Laissons-le poursuivre son voyage, au gré du conducteur que nous venons de voir si important et qui maintenant se balance avec grâce, sur son petit marchepied par derrière, reprenant son cigare odoriférant. Laissons-le s’arrêter, repartir, galoper ou trottiner, selon que cet estimable fonctionnaire le juge bon et convenable ; l’occasion nous tente d’aller chercher des nouvelles de sir Mulberry Hawk et de nous informer si, depuis que nous l’avons quitté, il s’est bien remis du mal qu’il s’était fait en tombant violemment de son cabriolet, lors de sa querelle avec le fougueux Nicolas.
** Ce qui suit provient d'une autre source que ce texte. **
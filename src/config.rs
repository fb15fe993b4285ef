use std::collections::HashMap;
use std::path::Path;
use crate::error::{ParticlesError, Result};

pub const DEFAULT_WIDTH: u32 = 640;
pub const DEFAULT_HEIGHT: u32 = 480;
pub const DEFAULT_PARTICLE_COUNT: u32 = 175_000;

const KEY_RESOLUTION_X: &str = "resolution_x";
const KEY_RESOLUTION_Y: &str = "resolution_y";
const KEY_VSYNC: &str = "vertical_retrace";
const KEY_FULLSCREEN: &str = "fullscreen";
const KEY_PARTICLE_COUNT: &str = "particle_count";

const KNOWN_KEYS: [&str; 5] = [
    KEY_RESOLUTION_X,
    KEY_RESOLUTION_Y,
    KEY_VSYNC,
    KEY_FULLSCREEN,
    KEY_PARTICLE_COUNT,
];

/// Startup settings. Loaded once, before any GPU resource exists.
#[derive(Debug, Clone, Copy, PartialEq, Eq)]
pub struct Config {
    pub width: u32,
    pub height: u32,
    pub vsync: bool,
    pub fullscreen: bool,
    pub particle_count: u32,
}

impl Default for Config {
    fn default() -> Self {
        Self {
            width: DEFAULT_WIDTH,
            height: DEFAULT_HEIGHT,
            vsync: true,
            fullscreen: false,
            particle_count: DEFAULT_PARTICLE_COUNT,
        }
    }
}

impl Config {
    /// Reads and parses the configuration file. A missing file is fatal.
    pub fn load(path: impl AsRef<Path>) -> Result<Self> {
        let path = path.as_ref();
        let text = std::fs::read_to_string(path).map_err(|e| ParticlesError::ConfigLoad {
            path: path.to_path_buf(),
            reason: e.to_string(),
        })?;

        Self::parse(&text).map_err(|reason| ParticlesError::ConfigLoad {
            path: path.to_path_buf(),
            reason,
        })
    }

    /// Parses whitespace separated `key value` pairs.
    ///
    /// Every key is optional and falls back to its default. When a key repeats,
    /// the last value wins. Unknown keys are ignored.
    pub fn parse(text: &str) -> std::result::Result<Self, String> {
        let entries = Self::collect_pairs(text);
        let defaults = Self::default();

        let config = Self {
            width: Self::lookup(&entries, KEY_RESOLUTION_X, defaults.width)?,
            height: Self::lookup(&entries, KEY_RESOLUTION_Y, defaults.height)?,
            vsync: Self::lookup_flag(&entries, KEY_VSYNC, defaults.vsync)?,
            fullscreen: Self::lookup_flag(&entries, KEY_FULLSCREEN, defaults.fullscreen)?,
            particle_count: Self::lookup(&entries, KEY_PARTICLE_COUNT, defaults.particle_count)?,
        };

        if config.width == 0 || config.height == 0 {
            return Err(format!("resolution must be non-zero, got {}x{}", config.width, config.height));
        }
        if config.particle_count == 0 {
            return Err(format!("{KEY_PARTICLE_COUNT} must be a positive integer"));
        }

        Ok(config)
    }

    /// Scans one token at a time. A recognized key takes the next token as its
    /// value; any other token is skipped on its own, so stray words never shift
    /// the pairs that follow them.
    fn collect_pairs(text: &str) -> HashMap<&str, &str> {
        let mut tokens = text.split_whitespace();
        let mut entries = HashMap::new();

        while let Some(token) = tokens.next() {
            if !KNOWN_KEYS.contains(&token) {
                log::debug!("Skipping config token '{}'", token);
                continue;
            }
            match tokens.next() {
                Some(value) => {
                    entries.insert(token, value);
                }
                None => log::warn!("Config key '{}' has no value, ignoring it", token),
            }
        }

        entries
    }

    fn lookup(entries: &HashMap<&str, &str>, key: &str, default: u32) -> std::result::Result<u32, String> {
        match entries.get(key) {
            Some(value) => value
                .parse::<u32>()
                .map_err(|_| format!("{key} expects a non-negative integer, got '{value}'")),
            None => Ok(default),
        }
    }

    fn lookup_flag(entries: &HashMap<&str, &str>, key: &str, default: bool) -> std::result::Result<bool, String> {
        match entries.get(key) {
            Some(&"0") => Ok(false),
            Some(&"1") => Ok(true),
            Some(value) => Err(format!("{key} expects 0 or 1, got '{value}'")),
            None => Ok(default),
        }
    }
}
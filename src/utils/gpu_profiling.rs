use std::collections::HashMap;
use wgpu_profiler::{GpuProfiler, GpuProfilerSettings, GpuTimerQueryResult};
use crate::error::{ParticlesError, Result};
use crate::renderer::wgpu_context::WgpuContext;

/// Number of frames averaged into one timing report.
const REPORT_INTERVAL_FRAMES: u64 = 600;

#[derive(Default)]
struct ScopeTotals {
    total_ms: f64,
    samples: u64,
}

/// GPU pass timings, averaged and logged periodically.
///
/// Timer queries are only written when the device has the timestamp
/// features; otherwise scopes are plain encoder passthroughs.
pub struct PassTimings {
    profiler: GpuProfiler,
    timestamp_period: f32,
    totals: HashMap<String, ScopeTotals>,
    frames: u64,
}

impl PassTimings {
    pub fn new(wgpu_context: &WgpuContext) -> Result<Self> {
        let settings = GpuProfilerSettings {
            enable_timer_queries: wgpu_context.supports_profiling(),
            ..Default::default()
        };
        let profiler = GpuProfiler::new(wgpu_context.get_device(), settings)
            .map_err(|e| ParticlesError::ResourceAllocation(format!("gpu profiler: {e:?}")))?;

        Ok(Self {
            profiler,
            timestamp_period: wgpu_context.get_queue().get_timestamp_period(),
            totals: HashMap::new(),
            frames: 0,
        })
    }

    pub fn profiler(&self) -> &GpuProfiler {
        &self.profiler
    }

    pub fn resolve(&mut self, encoder: &mut wgpu::CommandEncoder) {
        self.profiler.resolve_queries(encoder);
    }

    /// Call once per frame after the frame's commands were submitted.
    pub fn end_frame(&mut self) {
        if let Err(e) = self.profiler.end_frame() {
            log::trace!("GPU profiler frame dropped: {e:?}");
            return;
        }

        if let Some(results) = self.profiler.process_finished_frame(self.timestamp_period) {
            self.accumulate(&results);
        }

        self.frames += 1;
        if self.frames % REPORT_INTERVAL_FRAMES == 0 {
            self.report();
        }
    }

    fn accumulate(&mut self, results: &[GpuTimerQueryResult]) {
        for result in results {
            if let Some(time) = &result.time {
                let totals = self.totals.entry(result.label.clone()).or_default();
                totals.total_ms += (time.end - time.start) * 1000.0;
                totals.samples += 1;
            }
            self.accumulate(&result.nested_queries);
        }
    }

    fn report(&mut self) {
        for (label, totals) in &self.totals {
            if totals.samples > 0 {
                log::debug!(
                    "{:<10}: {:.4} ms ({} samples)",
                    label,
                    totals.total_ms / totals.samples as f64,
                    totals.samples
                );
            }
        }
        self.totals.clear();
    }
}
// Not every test file will use every function.
#![allow(dead_code)]

use tbo_particles::particles::particle_advance::AdvanceProgram;
use tbo_particles::particles::particle_buffers::ParticleStateStore;
use tbo_particles::renderer::sprite_texture::{SpriteImage, SpriteTexture};
use tbo_particles::renderer::wgpu_context::WgpuContext;
use tbo_particles::utils::program_compiler::ProgramSource;

/// Shared interface of every advance program: read view, capture target, per frame params.
const ADVANCE_INTERFACE: &str = r#"
struct AdvanceParams {
    camera_bounds: vec4<f32>,
    pointer: vec4<f32>,
    particle_count: u32,
}

@group(0) @binding(0) var<storage, read> particles_in: array<vec4<f32>>;
@group(1) @binding(0) var<storage, read_write> particles_out: array<vec4<f32>>;
@group(2) @binding(0) var<uniform> params: AdvanceParams;
"#;

/// Builds an advance program whose body maps `particle` (the input record) to the output record.
pub fn advance_program_with(name: &str, expression: &str) -> ProgramSource {
    let wgsl = format!(
        "{ADVANCE_INTERFACE}
@compute @workgroup_size(64)
fn advance(@builtin(global_invocation_id) id: vec3<u32>) {{
    let index = id.x;
    if (index >= params.particle_count) {{
        return;
    }}
    let particle = particles_in[index];
    particles_out[index] = {expression};
}}
"
    );
    ProgramSource::new(name, wgsl)
}

pub fn identity_program() -> ProgramSource {
    advance_program_with("identity", "particle")
}

pub fn offset_program(offset: [f32; 4]) -> ProgramSource {
    advance_program_with(
        "offset",
        &format!(
            "particle + vec4<f32>({:?}, {:?}, {:?}, {:?})",
            offset[0], offset[1], offset[2], offset[3]
        ),
    )
}

/// Headless GPU context. `None` when the machine has no usable adapter,
/// in which case the GPU tests return early.
pub fn setup() -> Option<WgpuContext> {
    match pollster::block_on(WgpuContext::new_for_test()) {
        Ok(wgpu_context) => Some(wgpu_context),
        Err(e) => {
            eprintln!("Skipping GPU test: {}", e);
            None
        }
    }
}

/// Records and submits one advance pass, without swapping.
pub fn run_advance(wgpu_context: &WgpuContext, advance: &AdvanceProgram, store: &ParticleStateStore) {
    let mut encoder = wgpu_context.get_device().create_command_encoder(
        &wgpu::CommandEncoderDescriptor { label: Some("Advance test Encoder") }
    );
    advance.dispatch(wgpu_context, &mut encoder, store);
    let idx = wgpu_context.get_queue().submit([encoder.finish()]);
    wgpu_context.get_device().poll(wgpu::PollType::WaitForSubmissionIndex(idx)).unwrap();
}

/// Records as raw bits, for exact comparisons.
pub fn bits<T: bytemuck::Pod>(records: &[T]) -> Vec<u32> {
    bytemuck::cast_slice(records).to_vec()
}

/// Draw tests need storage buffer reads in the vertex stage.
pub fn supports_vertex_storage(wgpu_context: &WgpuContext) -> bool {
    let supported = wgpu_context
        .get_adapter()
        .get_downlevel_capabilities()
        .flags
        .contains(wgpu::DownlevelFlags::VERTEX_STORAGE);
    if !supported {
        eprintln!("Skipping draw test: adapter cannot read storage buffers from the vertex stage");
    }
    supported
}

pub fn white_sprite(wgpu_context: &WgpuContext) -> SpriteTexture {
    let image = SpriteImage { width: 1, height: 1, rgba: vec![255; 4] };
    SpriteTexture::from_image(wgpu_context, &image)
}

pub const TARGET_SIZE: u32 = 64;

/// Runs `draw` in one render pass over a cleared `TARGET_SIZE` square target
/// and reads the RGBA8 pixels back, rows top to bottom.
pub fn render_offscreen(wgpu_context: &WgpuContext, draw: impl FnOnce(&mut wgpu::RenderPass<'_>)) -> Vec<u8> {
    let device = wgpu_context.get_device();
    let target = device.create_texture(&wgpu::TextureDescriptor {
        label: Some("Offscreen Target"),
        size: wgpu::Extent3d { width: TARGET_SIZE, height: TARGET_SIZE, depth_or_array_layers: 1 },
        mip_level_count: 1,
        sample_count: 1,
        dimension: wgpu::TextureDimension::D2,
        format: wgpu_context.target_format(),
        usage: wgpu::TextureUsages::RENDER_ATTACHMENT | wgpu::TextureUsages::COPY_SRC,
        view_formats: &[],
    });
    let view = target.create_view(&wgpu::TextureViewDescriptor::default());

    let bytes_per_row = TARGET_SIZE * 4;
    let readback = device.create_buffer(&wgpu::BufferDescriptor {
        label: Some("Offscreen Readback"),
        size: (bytes_per_row * TARGET_SIZE) as u64,
        usage: wgpu::BufferUsages::COPY_DST | wgpu::BufferUsages::MAP_READ,
        mapped_at_creation: false,
    });

    let mut encoder = device.create_command_encoder(&wgpu::CommandEncoderDescriptor { label: Some("Offscreen Encoder") });
    {
        let mut render_pass = encoder.begin_render_pass(&wgpu::RenderPassDescriptor {
            label: Some("Offscreen Pass"),
            color_attachments: &[Some(wgpu::RenderPassColorAttachment {
                view: &view,
                depth_slice: None,
                resolve_target: None,
                ops: wgpu::Operations {
                    load: wgpu::LoadOp::Clear(wgpu::Color::TRANSPARENT),
                    store: wgpu::StoreOp::Store,
                },
            })],
            depth_stencil_attachment: None,
            occlusion_query_set: None,
            timestamp_writes: None,
        });
        draw(&mut render_pass);
    }
    encoder.copy_texture_to_buffer(
        wgpu::TexelCopyTextureInfo {
            texture: &target,
            mip_level: 0,
            origin: wgpu::Origin3d::ZERO,
            aspect: wgpu::TextureAspect::All,
        },
        wgpu::TexelCopyBufferInfo {
            buffer: &readback,
            layout: wgpu::TexelCopyBufferLayout {
                offset: 0,
                bytes_per_row: Some(bytes_per_row),
                rows_per_image: Some(TARGET_SIZE),
            },
        },
        target.size(),
    );
    let idx = wgpu_context.get_queue().submit([encoder.finish()]);

    readback.slice(..).map_async(wgpu::MapMode::Read, |result| result.unwrap());
    device.poll(wgpu::PollType::WaitForSubmissionIndex(idx)).unwrap();
    device.poll(wgpu::PollType::Wait).unwrap();
    let pixels = readback.slice(..).get_mapped_range().to_vec();
    readback.unmap();
    pixels
}

pub fn pixel(pixels: &[u8], x: u32, y: u32) -> &[u8] {
    let offset = ((y * TARGET_SIZE + x) * 4) as usize;
    &pixels[offset..offset + 4]
}
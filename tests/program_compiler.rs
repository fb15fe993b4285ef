use glam::Vec2;
use tbo_particles::error::{ParticlesError, ProgramStage};
use tbo_particles::particles::particle_advance::AdvanceProgram;
use tbo_particles::particles::particle_buffers::{ParticleRecord, ParticleStateStore};
use tbo_particles::renderer::camera::CameraBounds;
use tbo_particles::utils::program_compiler::{compile_module, ProgramSource};

mod common;

fn store(wgpu_context: &tbo_particles::renderer::wgpu_context::WgpuContext) -> ParticleStateStore {
    ParticleStateStore::from_records(wgpu_context, &[ParticleRecord::new(Vec2::ZERO); 8]).unwrap()
}

#[test]
fn builtin_advance_program_builds() {
    let Some(wgpu_context) = common::setup() else { return };
    let bounds = CameraBounds::from_resolution(640, 480);

    let advance = AdvanceProgram::new(&wgpu_context, &AdvanceProgram::builtin_source(), &store(&wgpu_context), &bounds);
    assert!(advance.is_ok());
}

#[test]
fn syntax_errors_fail_at_compile_stage() {
    let Some(wgpu_context) = common::setup() else { return };
    let source = ProgramSource::new("broken", "fn advance( {");

    match compile_module(&wgpu_context, &source) {
        Err(ParticlesError::ProgramCompile { program, stage, log }) => {
            assert_eq!(program, "broken");
            assert_eq!(stage, ProgramStage::Compile);
            assert!(!log.is_empty());
        }
        Err(other) => panic!("unexpected error: {other}"),
        Ok(_) => panic!("broken program compiled"),
    }
}

#[test]
fn missing_entry_point_fails_at_link_stage() {
    let Some(wgpu_context) = common::setup() else { return };
    let bounds = CameraBounds::from_resolution(640, 480);
    let source = ProgramSource::new(
        "no_entry",
        "@compute @workgroup_size(64)\nfn something_else(@builtin(global_invocation_id) id: vec3<u32>) {}\n",
    );

    match AdvanceProgram::new(&wgpu_context, &source, &store(&wgpu_context), &bounds) {
        Err(error @ ParticlesError::ProgramCompile { .. }) => {
            assert!(matches!(error, ParticlesError::ProgramCompile { stage: ProgramStage::Link, .. }));
            assert!(error.diagnostic().starts_with("[program] no_entry program link failure"));
        }
        Err(other) => panic!("unexpected error: {other}"),
        Ok(_) => panic!("program without an advance entry point linked"),
    }
}

#[test]
fn interface_mismatch_fails_at_link_stage() {
    let Some(wgpu_context) = common::setup() else { return };
    let bounds = CameraBounds::from_resolution(640, 480);
    // Declares the read-only view as writable.
    let source = common::advance_program_with("mismatch", "particle")
        .wgsl()
        .replace("var<storage, read> particles_in", "var<storage, read_write> particles_in");

    let result = AdvanceProgram::new(&wgpu_context, &ProgramSource::new("mismatch", source), &store(&wgpu_context), &bounds);
    assert!(matches!(result, Err(ParticlesError::ProgramCompile { stage: ProgramStage::Link, .. })));
}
Le voilà avec une côte brisée, le corps tout meurtri, la figure endommagée par des cicatrices toutes fraîches, pâle encore et épuisé par la douleur et par la fièvre, étendu sur le dos dans le lit qui le retient, par ordre du médecin, prisonnier pour quelques semaines encore. Dans la pièce voisine, M. Pyke et M. Pluck sont à table, occupés à boire copieusement, variant de temps en temps les murmures monotones de leur conversation par un éclat de rire à moitié étouffé pendant que le jeune lord, le seul membre de leur société qui ne fût pas tout à fait perdu sans remède, car c’était dans le fond un cœur honnête, est assis à côté de son mentor, un cigare à la bouche, et se dispose à lui lire, à la lueur d’une lampe, les passages et les nouvelles qu’il choisit dans le journal, les plus propres, à ce qu’il lui semble, à intéresser ou amuser son malade. « Maudits chiens ! dit sir Mulberry, en retournant avec impatience la tête du côté de la pièce voisine, rien ne peut donc faire taire leur infernal gosier. »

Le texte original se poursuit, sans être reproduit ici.